Guys, if you are keeping an area of pubic hair, keep it trimmed short and have the edges dead straight. Also, having a tiny bald area just above where your shaved penis joins your body will make your penis appear longer!
Bikini area
Okay, we’re discussing body shaving here. There’s no excuse not to include the bikini area, which is adjacent to the pubic, genital and anal areas. No one likes to see hair sticking out of your briefs if your chest is bald!
Genitals (male)
I’ve done this to a guy and I’ve watched two guys do this to each other. It’s not as scary as you may think! Pull the penis if it isn’t erect and gently shave the hairy part of the shaft near the body end. Shave towards the body. Move the penis from left to right to get in all the corners. By the way, If you’ve just shaved your shaft, you’ve just made it look longer! Stretch the skin of the balls as you gently shave them. Get the tops of the legs adjacent to the scrotum while you’re down there. A good way to test for missed stubble is to use the sensitive tongue and lips to feel for rough areas afterwards!
Genitals (female)
You can shave the labia without much danger of nicks and cuts, as long as you’re gentle with that blade. Use the fingertips of your other hand to feel for missed stubble. Repeat as soon as you can feel a re-growth. If you get razor bumps, exfoliate with a wet warm washcloth. No need to get too rough with it, just enough to break the pores free. Unless you’re pure Chinese, this is tough curly hair and it will be re-appearing in a day or two.
Perineum and anus
Between your genitals and anus is an area you shouldn’t miss. Once you’re shaved, you’re more likely to receive visitors down there. When shaving around the anus, stretch the skin of each cheek away from the orifice to get a good pass with the blade. If you are shaving yourself, squat in the tub. Razor bumps should be prevented here, so starting the day after your shave, exfoliate with a washcloth in the shower. Keep this area shaved to avoid uncomfortable stubble. Never press the razor hard against the skin here!
By the way, if you have perfected the martial art of silent farts, the lack of hair around the anus will make it impossible to fart silently from now on. Change your diet or something!
Legs, feet and toes
Easy enough if done in small sections. Any woman will tell you that shaving up the leg, against the direction of growth will net a closer shave, but shaving down is less likely to cut you. Sometimes men’s toe hair is as tough as eyebrows. If so, try soaking the feet in warm water and rubbing soap onto the toe tops for a while to prepare the skin there. No more gorilla sandals!

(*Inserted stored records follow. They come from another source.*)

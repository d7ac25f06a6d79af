//! Live chord pad.
//!
//! Holds the player's current choices (key, octave, inversion, modifier, play
//! mode, arpeggio settings) and turns a pressed scale degree into a chord plus
//! the trigger requests that sound it.

use crate::sequencer::PlayMode;
use crate::theory::{arpeggiate, build_chord, ArpeggioOrder, Chord, ChordModifier, MusicalKey, Note, PitchClass, ScaleDegree};
use crate::timing::{clamp_secs, clamped_duration};
use crate::trigger::TriggerRequest;
use rand::Rng;
use serde::{Deserialize, Serialize};
use std::time::Duration;

pub const MIN_OCTAVE: i32 = 2;
pub const MAX_OCTAVE: i32 = 6;
pub const MAX_INVERSION: usize = 2;

#[derive(Debug, Clone, PartialEq, Serialize, Deserialize)]
#[serde(default)]
pub struct PerformanceSettings {
    pub key: MusicalKey,
    pub octave: i32,
    pub inversion: usize,
    pub modifier: ChordModifier,
    pub play_mode: PlayMode,
    pub arp_order: ArpeggioOrder,
    /// Delay between arpeggiated notes
    pub arp_speed_secs: f64,
    pub note_length_secs: f64,
}

impl Default for PerformanceSettings {
    fn default() -> Self {
        Self {
            key: PitchClass::C,
            octave: 4,
            inversion: 0,
            modifier: ChordModifier::Triad,
            play_mode: PlayMode::Chord,
            arp_order: ArpeggioOrder::Up,
            arp_speed_secs: 0.15,
            note_length_secs: 0.5,
        }
    }
}

/// A chord sounded from the pad.
#[derive(Debug, Clone, PartialEq)]
pub struct PadPlay {
    pub chord: Chord,
    pub requests: Vec<TriggerRequest>,
}

impl PerformanceSettings {
    /// Bring loaded or hand-edited values back into range.
    pub fn normalized(mut self) -> Self {
        self.set_octave(self.octave);
        self.set_inversion(self.inversion);
        self.set_arp_speed(self.arp_speed_secs);
        self.set_note_length(self.note_length_secs);
        self
    }

    pub fn set_arp_speed(&mut self, secs: f64) {
        self.arp_speed_secs = clamp_secs(secs);
    }

    pub fn set_note_length(&mut self, secs: f64) {
        self.note_length_secs = clamp_secs(secs);
    }

    pub fn set_octave(&mut self, octave: i32) {
        self.octave = octave.clamp(MIN_OCTAVE, MAX_OCTAVE);
    }

    pub fn shift_octave(&mut self, delta: i32) -> i32 {
        self.set_octave(self.octave.saturating_add(delta));
        self.octave
    }

    pub fn set_inversion(&mut self, inversion: usize) {
        self.inversion = inversion.min(MAX_INVERSION);
    }

    pub fn shift_inversion(&mut self, delta: i32) -> usize {
        let shifted = (self.inversion as i64 + delta as i64).clamp(0, MAX_INVERSION as i64);
        self.inversion = shifted as usize;
        self.inversion
    }

    pub fn arp_speed(&self) -> Duration {
        clamped_duration(self.arp_speed_secs)
    }

    /// Chord for `degree` with the current key, modifier, octave and inversion.
    pub fn chord_for(&self, degree: ScaleDegree) -> Chord {
        build_chord(self.key, degree, self.modifier, self.octave).inverted(self.inversion)
    }

    /// Build the chord for `degree` and the requests that play it.
    pub fn play_degree<R: Rng + ?Sized>(&self, degree: ScaleDegree, rng: &mut R) -> PadPlay {
        let chord = self.chord_for(degree);
        let requests = match self.play_mode {
            PlayMode::Chord => TriggerRequest::simultaneous(chord.note_names(), self.note_length_secs),
            PlayMode::Arp => {
                let ordered = arpeggiate(chord.notes(), self.arp_order, rng);
                let names = ordered.iter().map(Note::to_string).collect();
                TriggerRequest::staggered(names, self.note_length_secs, self.arp_speed())
            }
        };
        PadPlay { chord, requests }
    }
}

/// Number keys `1`..`7` select degrees I..vii.
pub fn degree_for_key(key: char) -> Option<ScaleDegree> {
    let digit = key.to_digit(10)?;
    if (1..=7).contains(&digit) {
        Some(ScaleDegree::new(digit as i32 - 1))
    } else {
        None
    }
}

#[cfg(test)]
mod tests {
    use super::*;
    use rand::rngs::StdRng;
    use rand::SeedableRng;

    #[test]
    fn test_clamping() {
        let mut settings = PerformanceSettings::default();
        assert_eq!(settings.shift_octave(5), 6);
        assert_eq!(settings.shift_octave(-10), 2);
        assert_eq!(settings.shift_inversion(-1), 0);
        assert_eq!(settings.shift_inversion(7), 2);
        settings.set_inversion(9);
        assert_eq!(settings.inversion, 2);

        let loaded = PerformanceSettings {
            octave: 11,
            inversion: 5,
            ..Default::default()
        }
        .normalized();
        assert_eq!(loaded.octave, 6);
        assert_eq!(loaded.inversion, 2);
    }

    #[test]
    fn test_lengths_clamp_non_finite() {
        let loaded = PerformanceSettings {
            arp_speed_secs: f64::INFINITY,
            note_length_secs: f64::NAN,
            ..Default::default()
        }
        .normalized();
        assert_eq!(loaded.arp_speed_secs, 60.0);
        assert_eq!(loaded.note_length_secs, 0.0);

        // Fields set directly still produce a usable duration
        let raw = PerformanceSettings {
            play_mode: PlayMode::Arp,
            arp_speed_secs: f64::INFINITY,
            ..Default::default()
        };
        assert_eq!(raw.arp_speed(), Duration::from_secs(60));
        let play = raw.play_degree(ScaleDegree::TONIC, &mut StdRng::seed_from_u64(0));
        assert_eq!(play.requests.len(), 3);
    }

    #[test]
    fn test_chord_for_applies_inversion() {
        let settings = PerformanceSettings {
            key: PitchClass::G,
            inversion: 1,
            ..Default::default()
        };
        let chord = settings.chord_for(ScaleDegree::TONIC);
        assert_eq!(chord.note_names(), ["B4", "D4", "G5"]);
        assert_eq!(chord.label(), "G Major");
    }

    #[test]
    fn test_play_chord_mode() {
        let settings = PerformanceSettings::default();
        let play = settings.play_degree(ScaleDegree::new(4), &mut StdRng::seed_from_u64(0));
        assert_eq!(play.requests.len(), 1);
        assert_eq!(play.requests[0].notes, ["G4", "B4", "D4"]);
        assert!((play.requests[0].duration_secs - 0.5).abs() < 1e-9);
    }

    #[test]
    fn test_play_arp_mode() {
        let settings = PerformanceSettings {
            play_mode: PlayMode::Arp,
            arp_order: ArpeggioOrder::Down,
            ..Default::default()
        };
        let play = settings.play_degree(ScaleDegree::TONIC, &mut StdRng::seed_from_u64(0));
        let notes: Vec<&str> = play.requests.iter().map(|r| r.notes[0].as_str()).collect();
        assert_eq!(notes, ["G4", "E4", "C4"]);
        assert!((play.requests[2].offset.as_secs_f64() - 0.3).abs() < 1e-6);
    }

    #[test]
    fn test_degree_for_key() {
        assert_eq!(degree_for_key('1'), Some(ScaleDegree::TONIC));
        assert_eq!(degree_for_key('7').map(ScaleDegree::index), Some(6));
        assert_eq!(degree_for_key('8'), None);
        assert_eq!(degree_for_key('0'), None);
        assert_eq!(degree_for_key('a'), None);
    }
}
//! Pitch classes and octave-qualified notes.
//!
//! All transposition arithmetic is done on the index into the fixed chromatic
//! ordering `C, C#, D, ... B`, reduced mod 12. Octaves are plain `i32`s and are
//! never clamped here; clamping belongs to whoever picks the octave.

use crate::error::{Error, Result};
use serde::{Deserialize, Serialize};
use std::cmp::Ordering;
use std::fmt;
use std::str::FromStr;

/// Pitch class names in chromatic order (sharps only).
pub const CHROMATIC_NAMES: [&str; 12] = [
    "C", "C#", "D", "D#", "E", "F", "F#", "G", "G#", "A", "A#", "B",
];

/// Octave assumed when a note name carries no octave suffix.
pub const DEFAULT_OCTAVE: i32 = 4;

/// One of the twelve chromatic pitch classes.
#[derive(Clone, Copy, Debug, PartialEq, Eq, Hash, PartialOrd, Ord, Serialize, Deserialize)]
#[serde(into = "String", try_from = "String")]
pub enum PitchClass {
    C,
    Cs,
    D,
    Ds,
    E,
    F,
    Fs,
    G,
    Gs,
    A,
    As,
    B,
}

/// A key is named by its tonic pitch class.
pub type MusicalKey = PitchClass;

impl PitchClass {
    /// All pitch classes in chromatic order.
    pub const ALL: [PitchClass; 12] = [
        PitchClass::C,
        PitchClass::Cs,
        PitchClass::D,
        PitchClass::Ds,
        PitchClass::E,
        PitchClass::F,
        PitchClass::Fs,
        PitchClass::G,
        PitchClass::Gs,
        PitchClass::A,
        PitchClass::As,
        PitchClass::B,
    ];

    /// Index into the chromatic ordering (C = 0).
    pub fn index(self) -> usize {
        self as usize
    }

    /// Pitch class for any integer index, reduced mod 12.
    pub fn from_index(index: i32) -> Self {
        Self::ALL[index.rem_euclid(12) as usize]
    }

    /// Transpose by a number of semitones, wrapping around the octave.
    pub fn transpose(self, semitones: i32) -> Self {
        Self::from_index(self.index() as i32 + semitones)
    }

    /// Display name, e.g. `"C#"`.
    pub fn name(self) -> &'static str {
        CHROMATIC_NAMES[self.index()]
    }

    /// Whether this pitch class is a black key.
    pub fn is_sharp(self) -> bool {
        self.name().ends_with('#')
    }

    /// Place this pitch class in an octave.
    pub fn at_octave(self, octave: i32) -> Note {
        Note::new(self, octave)
    }
}

impl fmt::Display for PitchClass {
    fn fmt(&self, f: &mut fmt::Formatter<'_>) -> fmt::Result {
        f.write_str(self.name())
    }
}

impl FromStr for PitchClass {
    type Err = Error;

    fn from_str(s: &str) -> Result<Self> {
        match split_pitch(s.trim()) {
            Some((pitch, "")) => Ok(pitch),
            _ => Err(Error::InvalidKey(s.to_string())),
        }
    }
}

impl From<PitchClass> for String {
    fn from(pitch: PitchClass) -> Self {
        pitch.name().to_string()
    }
}

impl TryFrom<String> for PitchClass {
    type Error = Error;

    fn try_from(value: String) -> Result<Self> {
        value.parse()
    }
}

/// Parse a leading letter plus accidentals, returning the rest of the input.
///
/// Accidentals wrap the pitch class only: `B#` is `C`, `Cb` is `B`.
fn split_pitch(s: &str) -> Option<(PitchClass, &str)> {
    let mut chars = s.char_indices().peekable();
    let (_, letter) = chars.next()?;
    let base = match letter.to_ascii_uppercase() {
        'C' => 0,
        'D' => 2,
        'E' => 4,
        'F' => 5,
        'G' => 7,
        'A' => 9,
        'B' => 11,
        _ => return None,
    };

    let mut accidental = 0i32;
    let mut rest_start = letter.len_utf8();
    while let Some(&(pos, c)) = chars.peek() {
        match c {
            '#' | '♯' => accidental += 1,
            'b' | '♭' => accidental -= 1,
            _ => break,
        }
        rest_start = pos + c.len_utf8();
        chars.next();
    }

    Some((PitchClass::from_index(base + accidental), &s[rest_start..]))
}

/// A pitch class placed in a specific octave, e.g. `C#5`.
#[derive(Clone, Copy, Debug, PartialEq, Eq, Hash)]
pub struct Note {
    pub pitch: PitchClass,
    pub octave: i32,
}

impl Note {
    pub fn new(pitch: PitchClass, octave: i32) -> Self {
        Self { pitch, octave }
    }

    /// Absolute semitone number (C4 = 60, matching MIDI numbering).
    pub fn semitone(self) -> i32 {
        (self.octave + 1) * 12 + self.pitch.index() as i32
    }

    /// The same pitch class one octave higher.
    pub fn octave_up(self) -> Self {
        self.with_octave(self.octave + 1)
    }

    pub fn with_octave(self, octave: i32) -> Self {
        Self { octave, ..self }
    }

    /// Display form without the octave suffix.
    pub fn pitch_name(self) -> &'static str {
        self.pitch.name()
    }
}

impl Ord for Note {
    fn cmp(&self, other: &Self) -> Ordering {
        self.semitone().cmp(&other.semitone())
    }
}

impl PartialOrd for Note {
    fn partial_cmp(&self, other: &Self) -> Option<Ordering> {
        Some(self.cmp(other))
    }
}

impl fmt::Display for Note {
    fn fmt(&self, f: &mut fmt::Formatter<'_>) -> fmt::Result {
        write!(f, "{}{}", self.pitch, self.octave)
    }
}

impl FromStr for Note {
    type Err = Error;

    fn from_str(s: &str) -> Result<Self> {
        let trimmed = s.trim();
        let (pitch, rest) =
            split_pitch(trimmed).ok_or_else(|| Error::InvalidNote(s.to_string()))?;
        let octave = if rest.is_empty() {
            DEFAULT_OCTAVE
        } else {
            rest.parse::<i32>()
                .map_err(|_| Error::InvalidNote(s.to_string()))?
        };
        Ok(Note::new(pitch, octave))
    }
}

/// Format notes in playback form (`["C4", "E4"]`).
pub fn note_names(notes: &[Note]) -> Vec<String> {
    notes.iter().map(Note::to_string).collect()
}

/// Format notes in display form, dropping the octave (`["C", "E"]`).
pub fn pitch_names(notes: &[Note]) -> Vec<String> {
    notes.iter().map(|n| n.pitch_name().to_string()).collect()
}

So there you have it you non-waxers you! Shave only in the bathroom, and clean up thoroughly afterwards.
What’s the worst that can happen?
Folliculitis! Also known as barber’s itch, pseudofolliculitis barbae, and tinea barbae. Basically this is any kind of infection in the hair follicle. The usual cause of folliculitis is the bacteria Staphylococcus (staph) or by a fungus. It may occur anywhere on the skin, as a result of injury or damage to the hair follicle caused by friction from clothing, by blockage of the follicle, or by shaving or waxing. A common cause is the sharp ends of re-growing shaved hair emerging from the follicles and curling back around to irritate the skin.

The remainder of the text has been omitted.